Here are some factors that impact my decision:
  • There are two Costcos relatively nearby, one is in St. Louis Park (5 mi/10 min away) and the other is in Maple Grove (11 mi/20 min away).
  • We're pretty strict about our grocery budget, which is generous enough to let us eat deli turkey and red peppers (mmm), but not so generous that I shop at Whole Foods very often. So if I spend it all by the 18th, we're playing creative pantry until the next month (curses, January...)
  • I'd be ok with the XL shopping carts, because somehow the boys have gotten into the pattern of running toward those FUN shopping carts with the car attached to the front at the grocery store. It's like driving a 2WD semi truck. That magnetically attracts random bottom-shelf grocery items throughout the store.
  • I'm kind of choosy about food, and I'm wandering if Costco will have enough variety. Like, I like unsweetened applesauce, not-squishy whole-grain bread (but it has to be $2.50 or less), plain yogurt without junk (cornstarch, gelatin) in it, whole-wheat tortillas without preservatives (funny aftertaste, yuck), natural peanut butter... etc. I guess I could go browse the aisles with a checklist and see for myself on this one.
  • We don't eat much meat, and that's one thing that most people love about Costco. We do eat 'meat analogs' regularly--does Costco sell tofu, veggie burgers & hot dogs, tempeh, seitan, etc? (Trader Joes has the market on cheap tofu. They offered to start delivering it directly to my house to save the step of shelving it and me unshelving it. I wish that weren't a lie.)
  • We do eat a lot of produce, so the 4-lb bag of spinach is AOK with me. I have a hard time buying produce that's above the "benchmark" per pound prices I have in my brain, so I've been feeling kinda deprived this winter... (Why is winter squash $1/lb everywhere! If that's not in season, I don't know what is. Someone show me .29/lb; I'll even take .49. I could eat a butternut squash every day of my life for the rest of eternity. That's probably not normal, oh well.)

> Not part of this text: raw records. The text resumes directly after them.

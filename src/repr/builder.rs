use tracing::debug;

use crate::error::GraphError;

use super::*;

/// Setter-style builder for a [`RelationGraph`].
///
/// By default, [`GraphBuilder::build`] rejects edges whose endpoints are not vertices.
/// Use [`GraphBuilder::allow_dangling_endpoints`] to accept them as [`RelationGraph::new`] does.
///
/// # Examples
/// ```
/// use relgraph::prelude::*;
///
/// let graph = GraphBuilder::new()
///     .vertices([1, 2, 3])
///     .edge(1, 2)
///     .edges([(2, 3), (3, 3)])
///     .build()
///     .unwrap();
///
/// assert_eq!(graph.number_of_edges(), 3);
/// assert!(GraphBuilder::new().vertex(1).edge(1, 2).build().is_err());
/// ```
#[derive(Debug, Clone)]
pub struct GraphBuilder<V> {
    vertices: Vec<V>,
    edges: Vec<Edge<V>>,
    allow_dangling: bool,
}

impl<V> Default for GraphBuilder<V> {
    fn default() -> Self {
        Self {
            vertices: Vec::new(),
            edges: Vec::new(),
            allow_dangling: false,
        }
    }
}

impl<V: Vertex> GraphBuilder<V> {
    /// Creates a builder without vertices and edges that rejects dangling endpoints
    pub fn new() -> Self {
        Self::default()
    }

    /// Adds a single vertex
    pub fn vertex(mut self, u: V) -> Self {
        self.vertices.push(u);
        self
    }

    /// Adds all vertices in the collection
    pub fn vertices<I>(mut self, us: I) -> Self
    where
        I: IntoIterator<Item = V>,
    {
        self.vertices.extend(us);
        self
    }

    /// Adds the edge `(u, v)`
    pub fn edge(mut self, u: V, v: V) -> Self {
        self.edges.push(Edge(u, v));
        self
    }

    /// Adds all edges in the collection
    pub fn edges<E>(mut self, edges: E) -> Self
    where
        E: IntoIterator,
        E::Item: Into<Edge<V>>,
    {
        self.edges.extend(edges.into_iter().map(Into::into));
        self
    }

    /// If *true*, edges referencing unknown vertices are kept instead of rejected
    pub fn allow_dangling_endpoints(mut self, allow: bool) -> Self {
        self.allow_dangling = allow;
        self
    }

    /// Builds the graph.
    ///
    /// # Errors
    /// Returns [`GraphError::DanglingEndpoint`] if dangling endpoints are not allowed and
    /// some edge references an unknown vertex.
    pub fn build(self) -> Result<RelationGraph<V>, GraphError> {
        if self.allow_dangling {
            debug!("building relation graph without endpoint check");
            Ok(RelationGraph::new(self.vertices, self.edges))
        } else {
            RelationGraph::try_new(self.vertices, self.edges)
        }
    }
}

#[cfg(test)]
mod tests {
    use super::*;

    #[test]
    fn builds_checked_graph() {
        let graph = GraphBuilder::new()
            .vertex(2u32)
            .vertices([1, 3])
            .edge(1, 2)
            .edges([Edge(2, 3), Edge(2, 3)])
            .build()
            .unwrap();

        assert_eq!(graph.number_of_vertices(), 3);
        assert_eq!(graph.number_of_edges(), 2);
        assert!(graph.has_edge(&2, &3));
    }

    #[test]
    fn dangling_policy() {
        let builder = GraphBuilder::new().vertices([1u32, 2]).edge(2, 9);

        assert!(matches!(
            builder.clone().build(),
            Err(GraphError::DanglingEndpoint { .. })
        ));

        let graph = builder.allow_dangling_endpoints(true).build().unwrap();
        assert_eq!(graph.dangling_edges().count(), 1);
    }
}
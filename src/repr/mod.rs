/*!
# Graph Representation

[`RelationGraph`] is the only representation: an immutable directed graph over ordered vertices.
It can be created directly from collections of vertices and edges or through the
setter-style [`GraphBuilder`].
*/

use crate::{edge::*, ops::*};

mod builder;
mod relation;

pub use builder::*;
pub use relation::*;
use std::{fmt::Debug, hash::Hash};

use crate::edge::*;

/// Vertices can be any totally ordered, hashable and clonable value.
/// The total order is used for every "sorted" output and for successor enumeration.
pub trait Vertex: Clone + Eq + Hash + Ord + Debug {}

impl<T> Vertex for T where T: Clone + Eq + Hash + Ord + Debug {}

/// Number of vertices in a graph
pub type NumVertices = usize;

/// Provides getters pertaining to the vertex-set of a graph
pub trait GraphVertexOrder {
    /// Type of the vertices of the graph
    type V: Vertex;

    /// Returns the number of vertices of the graph
    fn number_of_vertices(&self) -> NumVertices;

    /// Return the number of vertices as usize
    fn len(&self) -> usize {
        self.number_of_vertices()
    }

    /// Returns an iterator over V in ascending order.
    fn vertices(&self) -> impl Iterator<Item = &Self::V> + '_;

    /// Returns *true* if `u` is a vertex of the graph
    fn has_vertex(&self, u: &Self::V) -> bool;

    /// Returns *true* if the graph has no vertices (and thus no edges)
    fn is_empty(&self) -> bool {
        self.len() == 0
    }
}

/// Provides getters pertaining to the edge-set of a graph
pub trait GraphEdgeOrder {
    /// Returns the number of edges of the graph
    fn number_of_edges(&self) -> NumEdges;

    /// Returns *true* if the graph has no edges
    fn is_singleton(&self) -> bool {
        self.number_of_edges() == 0
    }
}

/// Traits pertaining getters for successors & edges
pub trait AdjacencyList: GraphVertexOrder + GraphEdgeOrder + Sized {
    /// Returns an iterator over the successors of a given vertex in ascending order,
    /// i.e. all `v` with an edge `(u, v)`.
    /// Unknown vertices have no successors.
    fn successors_of<'a>(&'a self, u: &Self::V) -> impl Iterator<Item = &'a Self::V> + 'a;

    /// Returns the number of outgoing edges of `u`
    fn out_degree_of(&self, u: &Self::V) -> NumVertices {
        self.successors_of(u).count()
    }

    /// Returns the number of incoming edges of `u`
    fn in_degree_of(&self, u: &Self::V) -> NumVertices;

    /// Returns an iterator over outgoing edges of a given vertex in ascending order of destination.
    fn edges_of<'a>(&'a self, u: &'a Self::V) -> impl Iterator<Item = Edge<&'a Self::V>> + 'a {
        self.successors_of(u).map(move |v| Edge(u, v))
    }

    /// Returns an iterator over all edges in the graph in sorted order.
    fn edges(&self) -> impl Iterator<Item = Edge<&Self::V>> + '_ {
        self.vertices().flat_map(move |u| self.edges_of(u))
    }
}

/// Trait to test existence of certain structures in a graph.
pub trait AdjacencyTest: GraphVertexOrder {
    /// Returns *true* if the egde (u,v) exists in the graph.
    fn has_edge(&self, u: &Self::V, v: &Self::V) -> bool;

    /// Returns *true* if a self-loop (u,u) exists.
    fn has_self_loop(&self, u: &Self::V) -> bool {
        self.has_edge(u, u)
    }

    /// Returns *true* if there exists an edge (u,v) as well as (v,u) in the graph.
    fn has_bidirected_edge(&self, u: &Self::V, v: &Self::V) -> bool {
        self.has_edge(u, v) && self.has_edge(v, u)
    }
}
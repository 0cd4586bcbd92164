/*!
Relation-theoretic properties of the edge set.

The edge set of a graph is read as a binary relation `R` on its vertices with `u R v` iff the
edge `(u, v)` exists.
*/

use super::*;

/// All relation properties of a graph, computed at once by [`RelationProperties::relation_summary`].
#[derive(Debug, Copy, Clone, PartialEq, Eq, Hash, Default)]
pub struct RelationSummary {
    pub reflexive: bool,
    pub symmetric: bool,
    pub transitive: bool,
    pub anti_symmetric: bool,
}

impl RelationSummary {
    /// Returns *true* if the relation is reflexive, symmetric and transitive
    pub fn is_equivalence(&self) -> bool {
        self.reflexive && self.symmetric && self.transitive
    }
}

/// Predicates over the relation induced by the edges of a graph.
pub trait RelationProperties: AdjacencyList + AdjacencyTest {
    /// Returns *true* if every vertex has a self-loop.
    /// A graph without vertices is reflexive.
    ///
    /// # Examples
    /// ```
    /// use relgraph::{prelude::*, algo::*};
    ///
    /// let g = RelationGraph::new([1, 2], [(1, 1), (2, 2), (1, 2)]);
    /// assert!(g.is_reflexive());
    /// ```
    fn is_reflexive(&self) -> bool {
        self.vertices().all(|u| self.has_self_loop(u))
    }

    /// Returns *true* if for every edge `(u, v)` the edge `(v, u)` exists as well.
    fn is_symmetric(&self) -> bool {
        self.edges().all(|Edge(u, v)| self.has_edge(v, u))
    }

    /// Returns *true* if for every edge `(u, v)` and every vertex `w`,
    /// the existence of `(v, w)` implies the existence of `(u, w)`.
    ///
    /// # Examples
    /// ```
    /// use relgraph::{prelude::*, algo::*};
    ///
    /// let g = RelationGraph::new([1, 2, 3], [(1, 2), (2, 3)]);
    /// assert!(!g.is_transitive());
    ///
    /// let g = RelationGraph::new([1, 2, 3], [(1, 2), (2, 3), (1, 3)]);
    /// assert!(g.is_transitive());
    /// ```
    fn is_transitive(&self) -> bool {
        self.edges().all(|Edge(u, v)| {
            self.vertices()
                .all(|w| !self.has_edge(v, w) || self.has_edge(u, w))
        })
    }

    /// Returns *true* if no two distinct vertices `u != v` have both edges `(u, v)` and `(v, u)`.
    /// Self-loops never violate antisymmetry.
    fn is_anti_symmetric(&self) -> bool {
        self.edges()
            .all(|Edge(u, v)| u == v || !self.has_edge(v, u))
    }

    /// Returns *true* if the relation is reflexive, symmetric and transitive.
    fn is_equivalence(&self) -> bool {
        self.is_reflexive() && self.is_symmetric() && self.is_transitive()
    }

    /// Computes all properties at once
    fn relation_summary(&self) -> RelationSummary {
        RelationSummary {
            reflexive: self.is_reflexive(),
            symmetric: self.is_symmetric(),
            transitive: self.is_transitive(),
            anti_symmetric: self.is_anti_symmetric(),
        }
    }
}

impl<G> RelationProperties for G where G: AdjacencyList + AdjacencyTest {}

#[cfg(test)]
mod tests {
    use super::*;
    use crate::testing::*;
    use itertools::Itertools;
    use rand::SeedableRng;
    use rand_pcg::Pcg64Mcg;

    #[test]
    fn reflexive() {
        let graph = RelationGraph::new([1u32, 2, 3], [(1, 1), (2, 2), (3, 3), (1, 3)]);
        assert!(graph.is_reflexive());

        let graph = RelationGraph::new([1u32, 2, 3], [(1, 1), (2, 2), (1, 3)]);
        assert!(!graph.is_reflexive());

        let graph = RelationGraph::<u32>::new([], Vec::<Edge<u32>>::new());
        assert!(graph.is_reflexive());
    }

    #[test]
    fn symmetric() {
        let graph = RelationGraph::new([1u32, 2, 3], [(1, 2), (2, 1), (3, 3)]);
        assert!(graph.is_symmetric());

        let graph = RelationGraph::new([1u32, 2, 3], [(1, 2), (2, 1), (2, 3)]);
        assert!(!graph.is_symmetric());
    }

    #[test]
    fn transitive() {
        let graph = RelationGraph::new([1u32, 2, 3], [(1, 2), (2, 3), (1, 3)]);
        assert!(graph.is_transitive());

        // (1,2),(2,1) requires (1,1) and (2,2)
        let graph = RelationGraph::new([1u32, 2], [(1, 2), (2, 1)]);
        assert!(!graph.is_transitive());

        let graph = RelationGraph::new([1u32, 2], [(1, 2), (2, 1), (1, 1), (2, 2)]);
        assert!(graph.is_transitive());
    }

    #[test]
    fn anti_symmetric() {
        let graph = RelationGraph::new([1u32, 2, 3], [(1, 1), (1, 2), (2, 3)]);
        assert!(graph.is_anti_symmetric());

        let graph = RelationGraph::new([1u32, 2], [(1, 2), (2, 1)]);
        assert!(!graph.is_anti_symmetric());
    }

    #[test]
    fn equivalence() {
        let graph = RelationGraph::new(
            [1u32, 2, 3],
            [(1, 1), (2, 2), (3, 3), (1, 2), (2, 1)],
        );
        assert!(graph.is_equivalence());

        let summary = graph.relation_summary();
        assert!(summary.is_equivalence());
        assert!(!summary.anti_symmetric);
    }

    #[test]
    fn transitivity_matches_edge_pairs() {
        let rng = &mut Pcg64Mcg::seed_from_u64(3);

        for n in [3u32, 5, 8] {
            for m_ub in [n as usize, (n * n) as usize, 2 * (n * n) as usize] {
                for _ in 0..20 {
                    let graph = random_graph(rng, n, m_ub);
                    let edges = graph.edges().collect_vec();

                    let by_pairs = edges.iter().all(|Edge(a, b)| {
                        edges
                            .iter()
                            .filter(|Edge(c, _)| c == b)
                            .all(|Edge(_, d)| graph.has_edge(a, d))
                    });

                    assert_eq!(graph.is_transitive(), by_pairs);
                }
            }
        }
    }

    #[test]
    fn equivalence_is_conjunction() {
        let rng = &mut Pcg64Mcg::seed_from_u64(4);

        for n in [1u32, 4, 10] {
            for _ in 0..20 {
                let graph = random_graph(rng, n, (n * n) as usize);
                assert_eq!(
                    graph.is_equivalence(),
                    graph.is_reflexive() && graph.is_symmetric() && graph.is_transitive()
                );
            }

            for k in 1..=n {
                let (graph, _) = random_equivalence(rng, n, k);
                assert!(graph.is_equivalence());
                assert_eq!(graph.is_anti_symmetric(), graph.vertices().all(|u| {
                    graph.successors_of(u).count() == 1
                }));
            }
        }
    }
}
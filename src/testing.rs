//! Random graph generators shared by the unit tests.

use itertools::Itertools;
use rand::Rng;

use crate::prelude::*;

/// Creates a graph on vertices `0..n` with at most `m_ub` random edges (self-loops included)
pub(crate) fn random_graph<R: Rng>(rng: &mut R, n: u32, m_ub: usize) -> RelationGraph<u32> {
    let edges = (0..m_ub)
        .map(|_| Edge(rng.random_range(0..n), rng.random_range(0..n)))
        .collect_vec();

    RelationGraph::new(0..n, edges)
}

/// Assigns each vertex of `0..n` to one of `k` random classes and relates all
/// vertices of the same class, producing an equivalence relation.
/// Returns the graph and the class of each vertex.
pub(crate) fn random_equivalence<R: Rng>(
    rng: &mut R,
    n: u32,
    k: u32,
) -> (RelationGraph<u32>, Vec<u32>) {
    let class = (0..n).map(|_| rng.random_range(0..k)).collect_vec();

    let edges = (0..n)
        .cartesian_product(0..n)
        .filter(|&(u, v)| class[u as usize] == class[v as usize])
        .collect_vec();

    (RelationGraph::new(0..n, edges), class)
}

/// Returns the reflexive, symmetric and transitive closure of `edges` on `0..n`
pub(crate) fn equivalence_closure(n: u32, edges: &[(u32, u32)]) -> RelationGraph<u32> {
    let mut class = (0..n).collect_vec();
    for &(u, v) in edges {
        let (cu, cv) = (class[u as usize], class[v as usize]);
        if cu != cv {
            class.iter_mut().filter(|c| **c == cv).for_each(|c| *c = cu);
        }
    }

    let closure = (0..n)
        .cartesian_product(0..n)
        .filter(|&(u, v)| class[u as usize] == class[v as usize])
        .collect_vec();

    RelationGraph::new(0..n, closure)
}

  • I went through Costco once last fall, to scope out prices, and found them to be comparable to sale prices at other grocery stores. So, it would be more convenient to be able to get these prices all of the time, in one place. Then again, I don't mind waiting for sales and then stocking up when an opportunity arises. I'm totally that crazy lady buying 36 jars of Classico pasta sauce (3/$5 baby. We'll eventually use it). I love when the cashier or other customers point out that I really must like pasta sauce. (Probably not any more than they do, but I do hoard it in my basement, lined up pretty on shelves, which is only normal if you're Mormon.) Of course, shelf-stable items are one thing; the same tactic doesn't work for produce and other perishables.
  • Have you noticed that Target is starting to sell Utah family-sized packages of home stuff? I haven't compared prices, but it's worth considering that Costco and Sam's Club don't have the monopoly on jumbo-jumbo sized packaged goods. (I do a lot of grocery shopping at Target, since their prices are competitive, Rainbow kind of bugs me [I can really only buy 1 gallon of milk at the sale price?? Gimicky], Cub foods is a little far away, and every time I go to Byerly's I come out with sushi too (mmmmmm), in addition to overpriced groceries--or sometimes just sushi. Boy is that wrecking my grocery budget. Curses, January... But that has nothing to do with anything.)
Another important consideration is whether Costco would really save me money, or whether I would just end up buying huge-o boxes of stuff so that cost per item was lower, but total grocery bill, after getting a variety of items, is not?

And, at the heart of the matter--can I really be a Mormon Mom, in every sense of the word, and not have a Costco membership? (JK here, I'm a maverick. Look at the car we drive. Wait, that's cause we're cheap.)

What has your experience been? And what other things should I consider?